───── Recorded data

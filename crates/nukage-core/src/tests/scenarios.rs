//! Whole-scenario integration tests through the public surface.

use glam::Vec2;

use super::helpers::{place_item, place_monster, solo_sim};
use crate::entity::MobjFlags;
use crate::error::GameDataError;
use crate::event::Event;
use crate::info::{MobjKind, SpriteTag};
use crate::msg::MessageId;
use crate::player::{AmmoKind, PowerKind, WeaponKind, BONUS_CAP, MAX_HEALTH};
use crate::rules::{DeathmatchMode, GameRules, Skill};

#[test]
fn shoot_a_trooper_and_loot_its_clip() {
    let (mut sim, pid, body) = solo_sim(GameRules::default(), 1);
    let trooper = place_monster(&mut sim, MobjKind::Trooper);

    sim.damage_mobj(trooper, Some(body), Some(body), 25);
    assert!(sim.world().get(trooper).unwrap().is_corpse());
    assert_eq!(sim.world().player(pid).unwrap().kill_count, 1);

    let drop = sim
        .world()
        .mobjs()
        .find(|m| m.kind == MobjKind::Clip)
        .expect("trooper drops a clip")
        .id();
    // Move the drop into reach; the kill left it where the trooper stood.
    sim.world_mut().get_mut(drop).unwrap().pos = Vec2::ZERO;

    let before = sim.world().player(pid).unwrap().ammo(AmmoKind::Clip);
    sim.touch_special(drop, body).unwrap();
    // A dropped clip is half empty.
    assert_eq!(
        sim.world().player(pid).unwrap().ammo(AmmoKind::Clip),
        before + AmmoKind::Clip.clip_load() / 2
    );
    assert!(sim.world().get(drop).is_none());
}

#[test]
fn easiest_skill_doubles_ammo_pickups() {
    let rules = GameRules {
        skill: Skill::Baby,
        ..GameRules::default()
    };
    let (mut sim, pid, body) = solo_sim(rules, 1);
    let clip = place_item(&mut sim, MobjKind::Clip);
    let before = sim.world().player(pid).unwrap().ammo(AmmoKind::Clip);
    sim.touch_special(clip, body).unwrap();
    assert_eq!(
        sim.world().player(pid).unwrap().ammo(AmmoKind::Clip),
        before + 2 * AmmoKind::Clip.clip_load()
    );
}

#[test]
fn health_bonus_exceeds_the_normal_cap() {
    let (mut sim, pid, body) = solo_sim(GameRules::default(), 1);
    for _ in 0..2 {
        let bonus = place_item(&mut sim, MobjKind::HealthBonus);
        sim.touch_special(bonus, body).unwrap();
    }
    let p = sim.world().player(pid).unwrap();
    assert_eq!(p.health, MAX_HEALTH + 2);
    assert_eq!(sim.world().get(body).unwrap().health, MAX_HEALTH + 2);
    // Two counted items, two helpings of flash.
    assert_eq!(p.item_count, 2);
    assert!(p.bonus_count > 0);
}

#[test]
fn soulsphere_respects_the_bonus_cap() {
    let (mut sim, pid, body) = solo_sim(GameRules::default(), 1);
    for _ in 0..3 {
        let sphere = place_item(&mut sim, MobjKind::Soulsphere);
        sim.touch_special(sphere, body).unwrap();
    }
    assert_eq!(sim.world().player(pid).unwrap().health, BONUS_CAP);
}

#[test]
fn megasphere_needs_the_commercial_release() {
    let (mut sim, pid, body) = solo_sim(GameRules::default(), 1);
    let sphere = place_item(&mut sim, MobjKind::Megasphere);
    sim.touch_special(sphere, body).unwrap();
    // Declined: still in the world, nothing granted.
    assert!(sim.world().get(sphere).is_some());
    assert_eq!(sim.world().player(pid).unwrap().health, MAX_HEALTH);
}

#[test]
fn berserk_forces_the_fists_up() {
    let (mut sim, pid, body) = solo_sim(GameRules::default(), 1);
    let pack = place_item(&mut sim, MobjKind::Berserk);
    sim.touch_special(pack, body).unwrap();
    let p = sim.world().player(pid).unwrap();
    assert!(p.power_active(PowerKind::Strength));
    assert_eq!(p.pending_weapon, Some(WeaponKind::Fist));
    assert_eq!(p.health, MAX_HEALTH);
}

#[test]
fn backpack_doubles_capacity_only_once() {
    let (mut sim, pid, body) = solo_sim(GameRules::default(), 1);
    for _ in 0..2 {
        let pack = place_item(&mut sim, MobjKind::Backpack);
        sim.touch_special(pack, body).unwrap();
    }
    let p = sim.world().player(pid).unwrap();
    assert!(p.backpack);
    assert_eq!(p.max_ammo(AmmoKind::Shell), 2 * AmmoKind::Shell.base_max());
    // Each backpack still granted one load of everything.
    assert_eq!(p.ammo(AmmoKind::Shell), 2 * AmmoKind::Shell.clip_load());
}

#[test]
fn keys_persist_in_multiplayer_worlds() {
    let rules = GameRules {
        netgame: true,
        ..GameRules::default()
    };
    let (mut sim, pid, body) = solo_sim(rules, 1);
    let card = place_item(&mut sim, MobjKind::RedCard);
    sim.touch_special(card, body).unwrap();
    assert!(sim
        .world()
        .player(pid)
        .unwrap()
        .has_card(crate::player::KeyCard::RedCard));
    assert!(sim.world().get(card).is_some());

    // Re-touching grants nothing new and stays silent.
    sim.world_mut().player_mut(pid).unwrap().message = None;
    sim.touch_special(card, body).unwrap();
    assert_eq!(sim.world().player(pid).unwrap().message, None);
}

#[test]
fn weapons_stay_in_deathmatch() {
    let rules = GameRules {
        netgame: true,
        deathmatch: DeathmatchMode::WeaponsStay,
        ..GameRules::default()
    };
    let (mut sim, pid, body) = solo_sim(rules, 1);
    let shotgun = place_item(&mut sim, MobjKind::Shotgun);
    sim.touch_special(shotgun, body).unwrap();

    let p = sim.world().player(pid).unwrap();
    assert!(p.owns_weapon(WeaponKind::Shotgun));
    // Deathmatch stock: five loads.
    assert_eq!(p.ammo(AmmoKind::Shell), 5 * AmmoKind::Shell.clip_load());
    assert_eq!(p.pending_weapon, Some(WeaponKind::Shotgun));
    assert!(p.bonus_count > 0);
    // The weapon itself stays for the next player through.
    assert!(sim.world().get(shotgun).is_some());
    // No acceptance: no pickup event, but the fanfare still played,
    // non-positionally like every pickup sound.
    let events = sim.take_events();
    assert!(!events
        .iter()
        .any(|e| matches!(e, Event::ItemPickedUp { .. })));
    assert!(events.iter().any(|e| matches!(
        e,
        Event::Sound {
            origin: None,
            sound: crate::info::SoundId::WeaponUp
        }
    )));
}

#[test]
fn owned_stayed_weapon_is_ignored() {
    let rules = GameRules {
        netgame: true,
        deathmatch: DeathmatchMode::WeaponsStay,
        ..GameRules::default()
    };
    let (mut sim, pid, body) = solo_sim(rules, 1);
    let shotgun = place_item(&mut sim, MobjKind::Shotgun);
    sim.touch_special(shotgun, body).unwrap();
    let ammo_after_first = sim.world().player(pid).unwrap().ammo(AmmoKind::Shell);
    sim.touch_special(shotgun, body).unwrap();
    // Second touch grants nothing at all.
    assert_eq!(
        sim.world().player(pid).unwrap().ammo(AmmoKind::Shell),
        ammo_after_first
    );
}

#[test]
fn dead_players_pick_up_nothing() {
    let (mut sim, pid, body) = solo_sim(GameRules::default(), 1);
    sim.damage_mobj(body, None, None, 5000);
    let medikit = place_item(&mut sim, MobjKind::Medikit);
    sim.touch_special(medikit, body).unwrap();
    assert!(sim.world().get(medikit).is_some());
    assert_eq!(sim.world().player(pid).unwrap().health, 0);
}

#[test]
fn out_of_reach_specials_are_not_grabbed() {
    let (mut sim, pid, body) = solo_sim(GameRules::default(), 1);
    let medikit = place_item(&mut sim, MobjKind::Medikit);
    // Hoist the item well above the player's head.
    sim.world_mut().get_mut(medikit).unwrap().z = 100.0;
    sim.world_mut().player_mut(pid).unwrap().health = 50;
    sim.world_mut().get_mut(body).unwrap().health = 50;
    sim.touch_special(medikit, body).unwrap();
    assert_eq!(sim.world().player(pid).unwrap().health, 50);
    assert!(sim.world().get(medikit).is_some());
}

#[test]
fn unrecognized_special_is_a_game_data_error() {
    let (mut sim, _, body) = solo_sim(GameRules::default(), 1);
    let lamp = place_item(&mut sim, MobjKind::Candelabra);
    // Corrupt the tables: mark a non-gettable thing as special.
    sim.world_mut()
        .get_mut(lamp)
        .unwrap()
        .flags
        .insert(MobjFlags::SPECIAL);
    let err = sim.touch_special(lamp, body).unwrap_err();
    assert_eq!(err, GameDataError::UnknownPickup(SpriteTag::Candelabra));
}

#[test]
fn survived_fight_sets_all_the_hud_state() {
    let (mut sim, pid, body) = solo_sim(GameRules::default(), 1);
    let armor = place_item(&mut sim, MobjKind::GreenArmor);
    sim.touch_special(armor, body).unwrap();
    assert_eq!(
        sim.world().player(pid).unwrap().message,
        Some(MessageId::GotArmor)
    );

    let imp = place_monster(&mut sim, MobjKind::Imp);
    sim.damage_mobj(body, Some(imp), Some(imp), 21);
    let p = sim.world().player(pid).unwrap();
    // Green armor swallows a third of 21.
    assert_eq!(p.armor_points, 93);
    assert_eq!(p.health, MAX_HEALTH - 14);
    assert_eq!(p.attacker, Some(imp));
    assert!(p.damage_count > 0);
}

──────────

**About this exercise**
Tallying every line that holds the string "WeaponKind", report the total for the records and nothing else.

**Task output**
4